* DATA TO PROCESS

= Beginning of Section =

#[cfg(test)]
mod tests {
    use super::*;

    fn state(fen: &str) -> GameState {
        GameState::from_fen(fen).unwrap()
    }

    fn san_of(state: &GameState, coord: &str) -> String {
        let mv = state
            .legal_moves()
            .into_iter()
            .find(|mv| mv.to_string() == coord)
            .unwrap();
        move_to_san(state, &mv)
    }

    fn fools_mate() -> GameState {
        let mut game = GameState::new();
        for san in ["f3", "e5", "g4", "Qh4#"] {
            game.play_san(san).unwrap();
        }
        game
    }

    #[test]
    fn test_pawn_and_piece_san() {
        let game = GameState::new();
        assert_eq!(san_of(&game, "e2e4"), "e4");
        assert_eq!(san_of(&game, "g1f3"), "Nf3");
    }

    #[test]
    fn test_fools_mate_san() {
        let game = fools_mate();
        assert!(game.is_game_over());
        assert_eq!(game.history_text(), "1. f2f3 e7e5\n2. g2g4 d8h4");
    }

    #[test]
    fn test_castling_san() {
        let game = state("r3k2r/8/8/8/8/8/8/R3K2R w KQkq - 0 1");
        assert_eq!(san_of(&game, "e1g1"), "O-O");
        assert_eq!(san_of(&game, "e1c1"), "O-O-O");
    }

    #[test]
    fn test_disambiguation() {
        let knights = state("4k3/8/8/8/8/5N2/8/1N2K3 w - - 0 1");
        assert_eq!(san_of(&knights, "b1d2"), "Nbd2");
        assert_eq!(san_of(&knights, "f3d2"), "Nfd2");

        let rooks = state("4k3/8/8/R7/8/8/8/R3K3 w - - 0 1");
        assert_eq!(san_of(&rooks, "a1a3"), "R1a3");
        assert_eq!(san_of(&rooks, "a5a3"), "R5a3");
    }

    #[test]
    fn test_capture_promotion_and_check() {
        let game = state("3rk3/4P3/8/8/8/8/8/4K3 w - - 0 1");
        assert_eq!(san_of(&game, "e7d8q"), "exd8=Q+");
        assert_eq!(san_of(&game, "e7d8n"), "exd8=N");
    }

    #[test]
    fn test_en_passant_san() {
        let game = state("4k3/8/8/3pP3/8/8/8/4K3 w - d6 0 1");
        assert_eq!(san_of(&game, "e5d6"), "exd6");
    }

    #[test]
    fn test_play_san_accepts_variants() {
        let mut game = state("r3k2r/8/8/8/8/8/8/R3K2R w KQkq - 0 1");
        let mv = game.play_san("0-0!").unwrap();
        assert!(mv.castling);

        let mut game = state("4k3/P7/8/8/8/8/8/4K3 w - - 0 1");
        game.play_san("a8R+").unwrap();
        let promoted = game.board().piece_at("a8".parse().unwrap()).unwrap();
        assert_eq!(promoted.kind, PieceType::Rook);
    }

    #[test]
    fn test_play_san_accepts_extra_disambiguation() {
        let mut game = GameState::new();
        assert_eq!(game.play_san("Ngf3").unwrap().to_string(), "g1f3");
        game.play_san("d5").unwrap();
        game.play_san("d4").unwrap();
        game.play_san("Nb8c6").unwrap();
        assert_eq!(game.play_san("Qd1d3").unwrap().to_string(), "d1d3");
        assert_eq!(game.moves_played(), 5);

        let mut game = state("4k3/P7/8/8/8/8/8/4K3 w - - 0 1");
        assert_eq!(game.play_san("a7a8N").unwrap().promotion, Some(PieceType::Knight));
    }

    #[test]
    fn test_play_san_rejects_ambiguous_or_wrong_hints() {
        let mut knights = state("4k3/8/8/8/8/5N2/8/1N2K3 w - - 0 1");
        let before = knights.clone();
        assert!(matches!(knights.play_san("Nd2"), Err(ChessError::UnresolvedSan(_))));
        assert!(matches!(knights.play_san("Nhd2"), Err(ChessError::UnresolvedSan(_))));
        assert!(matches!(knights.play_san("Nb1d3"), Err(ChessError::UnresolvedSan(_))));
        assert_eq!(knights, before);
        assert_eq!(knights.play_san("Nf3d2").unwrap().to_string(), "f3d2");
    }

    #[test]
    fn test_split_san() {
        assert_eq!(
            split_san("Qd1xd2"),
            Some(SanParts {
                kind: PieceType::Queen,
                file: Some('d'),
                rank: Some('1'),
                to: "d2".parse().unwrap(),
                promotion: None,
            })
        );
        assert_eq!(split_san("exd8Q").map(|p| (p.file, p.promotion)), Some((Some('e'), Some(PieceType::Queen))));
        assert_eq!(split_san("Zf3"), None);
        assert_eq!(split_san("Nf9"), None);
        assert_eq!(split_san("e8K"), None);
    }

    #[test]
    fn test_export_keeps_fen_move_numbers() {
        let mut game = state("4k3/8/8/8/8/8/4P3/4K3 b - - 0 30");
        game.play_san("Kd7").unwrap();
        game.play_san("e4").unwrap();
        game.play_san("Kd6").unwrap();

        let pgn = export_pgn(&game, &BTreeMap::new());
        assert!(pgn.contains("[FEN \"4k3/8/8/8/8/8/4P3/4K3 b - - 0 30\"]"));
        assert!(pgn.contains("30... Kd7 31. e4 Kd6 *"));

        let loaded = load_pgn(&pgn).unwrap();
        assert_eq!(loaded.state.to_fen(), game.to_fen());
        assert!(game.to_fen().ends_with(" 32"));
    }

    #[test]
    fn test_play_san_rejects_unknown_token() {
        let mut game = GameState::new();
        let before = game.clone();
        assert_eq!(
            game.play_san("Nf6"),
            Err(ChessError::UnresolvedSan("Nf6".to_string()))
        );
        assert_eq!(game, before);
    }

    #[test]
    fn test_export_fools_mate() {
        let mut headers = BTreeMap::new();
        headers.insert("White".to_owned(), "Alice".to_owned());
        headers.insert("Annotator".to_owned(), "bot".to_owned());
        let pgn = export_pgn(&fools_mate(), &headers);

        let lines: Vec<&str> = pgn.lines().collect();
        assert_eq!(lines[0], "[Event \"Casual Game\"]");
        assert_eq!(lines[4], "[White \"Alice\"]");
        assert_eq!(lines[6], "[Result \"0-1\"]");
        assert_eq!(lines[7], "[Annotator \"bot\"]");
        assert_eq!(lines[8], "");
        assert_eq!(lines[9], "1. f3 e5 2. g4 Qh4# 0-1");
        assert!(!pgn.contains("SetUp"));
    }

    #[test]
    fn test_export_from_custom_position() {
        let mut game = state("4k3/8/8/8/8/8/4P3/4K3 b - - 0 1");
        let mv = game.parse_move("e8d7").unwrap();
        game.make_move(&mv).unwrap();
        let mv = game.parse_move("e2e4").unwrap();
        game.make_move(&mv).unwrap();

        let pgn = export_pgn(&game, &BTreeMap::new());
        assert!(pgn.contains("[SetUp \"1\"]"));
        assert!(pgn.contains("[FEN \"4k3/8/8/8/8/8/4P3/4K3 b - - 0 1\"]"));
        assert!(pgn.contains("1... Kd7 2. e4 *"));

        let loaded = load_pgn(&pgn).unwrap();
        assert_eq!(loaded.state.board(), game.board());
        assert_eq!(loaded.result, "*");
    }

    #[test]
    fn test_load_strips_noise() {
        let text = r#"[Event "Test"]
[Site "Here"]
[Result "1-0"]

1. e4 {best by test} e5 2.Nf3 (2. f4 exf4) Nc6 $1 3. Bb5 a6?! 1-0
"#;
        let game = load_pgn(text).unwrap();
        assert_eq!(game.headers.get("Event").map(String::as_str), Some("Test"));
        assert_eq!(game.result, "1-0");
        assert_eq!(game.state.moves_played(), 6);
        assert_eq!(
            game.state.to_fen(),
            "r1bqkbnr/1ppp1ppp/p1n5/1B2p3/4P3/5N2/PPPP1PPP/RNBQK2R w KQkq - 0 4"
        );
    }

    #[test]
    fn test_load_reports_first_bad_token() {
        let err = load_pgn("1. e4 e5 2. Ke3 Nc6").unwrap_err();
        assert_eq!(err, ChessError::UnresolvedSan("Ke3".to_string()));

        let err = load_pgn("[SetUp \"1\"]\n\n1. e4").unwrap_err();
        assert!(matches!(err, ChessError::InvalidPgn(_)));

        let err = load_pgn("[Event Test]\n1. e4").unwrap_err();
        assert!(matches!(err, ChessError::InvalidPgn(_)));
    }

    #[test]
    fn test_export_then_load() {
        let original = fools_mate();
        let game = load_pgn(&export_pgn(&original, &BTreeMap::new())).unwrap();
        assert_eq!(game.state.board(), original.board());
        assert_eq!(game.result, "0-1");
        assert!(game.state.is_game_over());
    }

    #[test]
    fn test_move_number_stripping() {
        assert_eq!(
            parse_pgn_moves("1.e4 e5 2... Nc6 10. Bb5 *"),
            vec!["e4", "e5", "Nc6", "Bb5"]
        );
    }
}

= End of Section =

* DESCRIPTION OF THE TASK
Determine how many lines of this listing have the word "clone" in them, and reply with that number alone.

* ANSWER AREA
2